Like her older sisters, Claire is now in gymnastics. She’s in the “Tumblebear” class where they learn to hang from the bars, walk on tippy-toes and somersault. She has also started using the computer recently and is playing the ancient CD-ROMs such that the older girls haven’t used in years.

All three girls caught their own fishes when we visited the Ohio Wildlife Center this fall. And, at the ripe of old age of 42, Ken finally figured out how to cast a reel.

We are now a three computer family and even Ken’s willing to admit that’s probably one more than we really should have. But proving that you can never be too geeky, Ken added a wireless hotspot, a networked storage device, and a print server to our home network this past year. Dongles and doohickeys are everywhere in the basement den. For awhile there, Chris was reporting, on a daily basis, that her e-mail client was broken. Chris generally puts up with it though. Ken still blogs on his personal website, albeit a little less frequently and he has started doing every Sudoku puzzle he can get his hands on.

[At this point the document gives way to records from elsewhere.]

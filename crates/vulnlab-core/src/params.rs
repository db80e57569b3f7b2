// SPDX-License-Identifier: Apache-2.0

//! Request parameter extraction that never rejects repeated keys.
//!
//! axum's `Query` and `Form` fail with 400 on `?name=a&name=b` and with 415
//! on a POST without a form body. The fixtures read parameters the way the
//! frameworks they imitate do, so they parse the raw pairs themselves.

use axum::extract::FromRequestParts;
use axum::http::request::Parts;
use axum::http::{HeaderMap, Method, StatusCode, header};
use serde::de::DeserializeOwned;
use serde_json::{Map, Value};
use url::form_urlencoded;

const FORM_URLENCODED: &str = "application/x-www-form-urlencoded";

/// Query string extractor where the last occurrence of a repeated key wins.
///
/// Every field of `T` is read as a string.
#[derive(Debug, Clone, Copy, Default)]
pub struct LenientQuery<T>(pub T);

impl<T, S> FromRequestParts<S> for LenientQuery<T>
where
    T: DeserializeOwned + Send,
    S: Send + Sync,
{
    type Rejection = (StatusCode, String);

    async fn from_request_parts(parts: &mut Parts, _state: &S) -> Result<Self, Self::Rejection> {
        let query = parts.uri.query().unwrap_or_default();
        from_query(query).map(LenientQuery).map_err(|err| {
            (
                StatusCode::BAD_REQUEST,
                format!("Failed to deserialize query string: {err}"),
            )
        })
    }
}

/// Deserializes `T` from a raw query string, last value winning.
pub fn from_query<T: DeserializeOwned>(query: &str) -> Result<T, serde_json::Error> {
    let fields: Map<String, Value> = form_urlencoded::parse(query.as_bytes())
        .map(|(key, value)| (key.into_owned(), Value::String(value.into_owned())))
        .collect();
    serde_json::from_value(Value::Object(fields))
}

/// Whether a request carries a urlencoded body worth parsing.
fn has_form_body(method: &Method, headers: &HeaderMap) -> bool {
    if !matches!(*method, Method::POST | Method::PUT | Method::PATCH) {
        return false;
    }
    headers
        .get(header::CONTENT_TYPE)
        .and_then(|value| value.to_str().ok())
        .and_then(|value| value.split(';').next())
        .is_some_and(|mime| mime.trim().eq_ignore_ascii_case(FORM_URLENCODED))
}

/// First value of `key` across the form body and the query string.
///
/// Body pairs come before query pairs. The body is only read for
/// `POST`/`PUT`/`PATCH` with a urlencoded content type. A missing key is the
/// empty string.
#[must_use]
pub fn form_value(
    method: &Method,
    headers: &HeaderMap,
    body: &[u8],
    query: Option<&str>,
    key: &str,
) -> String {
    let body = if has_form_body(method, headers) { body } else { &[] };
    form_urlencoded::parse(body)
        .chain(form_urlencoded::parse(query.unwrap_or_default().as_bytes()))
        .find(|(name, _)| name == key)
        .map(|(_, value)| value.into_owned())
        .unwrap_or_default()
}
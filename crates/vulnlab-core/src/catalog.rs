// SPDX-License-Identifier: Apache-2.0

//! Static registry of every fixture shipped by vulnlab.
//!
//! Scanners can diff their findings against this list: each entry names the
//! vulnerability class, its CWE, and whether the fixture is expected to be
//! flagged.
//!
//! # Examples
//!
//! ```
//! use vulnlab_core::catalog::{Verdict, find};
//!
//! let fixture = find("full_ssrf").unwrap();
//! assert_eq!(fixture.cwe, 918);
//! assert_eq!(fixture.verdict, Verdict::Vulnerable);
//! ```

use serde::Serialize;

/// Vulnerability class demonstrated by a fixture.
#[derive(Debug, Clone, Copy, PartialEq, Eq, Hash, Serialize)]
#[serde(rename_all = "kebab-case")]
pub enum VulnClass {
    /// Persisted data reflected without escaping.
    StoredXss,
    /// Request data reflected without escaping.
    ReflectedXss,
    /// Secrets embedded in source.
    HardcodedCredentials,
    /// Attacker-influenced outbound request destination.
    Ssrf,
    /// Query text built from request data.
    SqlInjection,
    /// Cookie name, value or header built from request data.
    CookieInjection,
    /// Filesystem path built from request data.
    PathInjection,
    /// Redirect target taken from request data.
    OpenRedirect,
}

/// Expected scanner outcome for a fixture.
#[derive(Debug, Clone, Copy, PartialEq, Eq, Serialize)]
#[serde(rename_all = "lowercase")]
pub enum Verdict {
    /// Should be reported.
    Vulnerable,
    /// Matched counterpart that should not be reported.
    Safe,
}

/// Description of a single fixture.
#[derive(Debug, Clone, Copy, PartialEq, Eq, Serialize)]
pub struct Fixture {
    /// Unique identifier.
    pub id: &'static str,
    /// HTTP methods the route accepts (empty when there is no route).
    pub methods: &'static [&'static str],
    /// Route on the demo host, if the fixture has an HTTP surface.
    #[serde(skip_serializing_if = "Option::is_none")]
    pub route: Option<&'static str>,
    /// Vulnerability class.
    pub class: VulnClass,
    /// CWE number.
    pub cwe: u32,
    /// Expected scanner outcome.
    pub verdict: Verdict,
    /// Module path of the implementation.
    pub source: &'static str,
}

const GET: &[&str] = &["GET"];

/// Every fixture, in the order the demo host lists them.
pub static FIXTURES: &[Fixture] = &[
    Fixture {
        id: "directory_listing",
        methods: GET,
        route: Some("/files/list"),
        class: VulnClass::StoredXss,
        cwe: 79,
        verdict: Verdict::Vulnerable,
        source: "vulnlab_core::listing::list_files",
    },
    Fixture {
        id: "hardcoded_db_credentials",
        methods: &[],
        route: None,
        class: VulnClass::HardcodedCredentials,
        cwe: 798,
        verdict: Verdict::Vulnerable,
        source: "vulnlab_core::credentials::connect",
    },
    Fixture {
        id: "env_db_credentials",
        methods: &[],
        route: None,
        class: VulnClass::HardcodedCredentials,
        cwe: 798,
        verdict: Verdict::Safe,
        source: "vulnlab_core::credentials::connect_from_env",
    },
    Fixture {
        id: "forward",
        methods: &["GET", "POST"],
        route: Some("/forward"),
        class: VulnClass::Ssrf,
        cwe: 918,
        verdict: Verdict::Vulnerable,
        source: "vulnlab_core::forwarding::handler",
    },
    Fixture {
        id: "full_ssrf",
        methods: GET,
        route: Some("/vulnerabilities/full_ssrf"),
        class: VulnClass::Ssrf,
        cwe: 918,
        verdict: Verdict::Vulnerable,
        source: "vulnlab_core::forwarding::full_ssrf",
    },
    Fixture {
        id: "partial_ssrf",
        methods: GET,
        route: Some("/vulnerabilities/partial_ssrf"),
        class: VulnClass::Ssrf,
        cwe: 918,
        verdict: Verdict::Vulnerable,
        source: "vulnlab_core::forwarding::partial_ssrf",
    },
    Fixture {
        id: "safe_partial_ssrf",
        methods: GET,
        route: Some("/vulnerabilities/safe_partial_ssrf"),
        class: VulnClass::Ssrf,
        cwe: 918,
        verdict: Verdict::Safe,
        source: "vulnlab_core::forwarding::safe_partial_ssrf",
    },
    Fixture {
        id: "safe_ssrf",
        methods: GET,
        route: Some("/vulnerabilities/safe_ssrf"),
        class: VulnClass::Ssrf,
        cwe: 918,
        verdict: Verdict::Safe,
        source: "vulnlab_core::forwarding::safe_ssrf",
    },
    Fixture {
        id: "unsafe_xss",
        methods: GET,
        route: Some("/vulnerabilities/unsafe_xss"),
        class: VulnClass::ReflectedXss,
        cwe: 79,
        verdict: Verdict::Vulnerable,
        source: "vulnlab_core::reflected::unsafe_xss",
    },
    Fixture {
        id: "safe_xss",
        methods: GET,
        route: Some("/vulnerabilities/safe_xss"),
        class: VulnClass::ReflectedXss,
        cwe: 79,
        verdict: Verdict::Safe,
        source: "vulnlab_core::reflected::safe_xss",
    },
    Fixture {
        id: "unsafe_sqli",
        methods: GET,
        route: Some("/vulnerabilities/unsafe_sqli"),
        class: VulnClass::SqlInjection,
        cwe: 89,
        verdict: Verdict::Vulnerable,
        source: "vulnlab_core::sql::unsafe_sqli",
    },
    Fixture {
        id: "safe_sqli",
        methods: GET,
        route: Some("/vulnerabilities/safe_sqli"),
        class: VulnClass::SqlInjection,
        cwe: 89,
        verdict: Verdict::Safe,
        source: "vulnlab_core::sql::safe_sqli",
    },
    Fixture {
        id: "set_cookie",
        methods: GET,
        route: Some("/vulnerabilities/set_cookie"),
        class: VulnClass::CookieInjection,
        cwe: 20,
        verdict: Verdict::Vulnerable,
        source: "vulnlab_core::cookies::set_cookie",
    },
    Fixture {
        id: "set_cookie_header",
        methods: GET,
        route: Some("/vulnerabilities/set_cookie_header"),
        class: VulnClass::CookieInjection,
        cwe: 113,
        verdict: Verdict::Vulnerable,
        source: "vulnlab_core::cookies::set_cookie_header",
    },
    Fixture {
        id: "unsafe_file_access",
        methods: GET,
        route: Some("/vulnerabilities/unsafe_file_access"),
        class: VulnClass::PathInjection,
        cwe: 73,
        verdict: Verdict::Vulnerable,
        source: "vulnlab_core::files::unsafe_file_access",
    },
    Fixture {
        id: "path_traversal",
        methods: GET,
        route: Some("/vulnerabilities/path_traversal"),
        class: VulnClass::PathInjection,
        cwe: 22,
        verdict: Verdict::Vulnerable,
        source: "vulnlab_core::files::path_traversal",
    },
    Fixture {
        id: "safe_file_access",
        methods: GET,
        route: Some("/vulnerabilities/safe_file_access"),
        class: VulnClass::PathInjection,
        cwe: 22,
        verdict: Verdict::Safe,
        source: "vulnlab_core::files::safe_file_access",
    },
    Fixture {
        id: "open_redirect",
        methods: GET,
        route: Some("/vulnerabilities/open_redirect"),
        class: VulnClass::OpenRedirect,
        cwe: 601,
        verdict: Verdict::Vulnerable,
        source: "vulnlab_core::redirect::open_redirect",
    },
];

/// Returns all fixtures.
#[must_use]
pub fn all_fixtures() -> &'static [Fixture] {
    FIXTURES
}

/// Looks up a fixture by id.
#[must_use]
pub fn find(id: &str) -> Option<&'static Fixture> {
    FIXTURES.iter().find(|f| f.id == id)
}

/// Fixtures that are reachable over HTTP.
pub fn routed() -> impl Iterator<Item = &'static Fixture> {
    FIXTURES.iter().filter(|f| f.route.is_some())
}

Our big vacation of the year was a Chinese culture camp weekend. While grandma took care of a too-young Claire, the rest of our family met up in a rural Maine camp with a couple hundred others who have also adopted from China. Among them were two families who traveled with us when we adopted Katie. The girls rode horses, cared for llamas, sang around a bonfire, and made Chinese crafts and foods. We listened to college students play authentic Chinese instruments in a small chamber orchestra and Ken was so intrigued that he briefly toyed with the idea of acquiring a Gu Zheng himself before he realized that he would have no way of learning how to play it. None of us has mastered the Chinese Yo-Yo’s we actually did acquire over that weekend either; even though Katie takes hers to school and practices at recess.

The camp was in the middle of nowhere, so we flew to Rhode Island and drove up the coast. The girls weren’t impressed by the visit to the Mayflower or Plymouth Rock, but they did enjoy it when we stayed a few nights near Acadia National Park. We had a family carriage ride at dusk up to the summit of Mount Desert Island and we stopped at several aquariums and a lobster hatchery near Bar Harbor. They got to pet sea cucumbers, starfish and lobsters. The girls played “Superhero Ninja Horsey” in the back seat of the rental car for hours on the way up and back.

Our cat, Bam-Bam, was diagnosed with fibro sarcoma in the fall. He has been part of the family for 13 years and is expected to live only through the winter. We moved his birthday up six months for an impromptu celebration of his life with us so far.

If you recall last year’s holiday letter, two tank-fulls of fish died from too much food. This year, only one tank-full of fish died—this time from a malfunctioning aquarium heater. We had baked fish.

These experiences are teaching the girls about the circle of life and it probably can never hurt for the girls to learn to appreciate those gentle creatures around them.

And we suppose that goes for their parents too. Happy holidays everyone.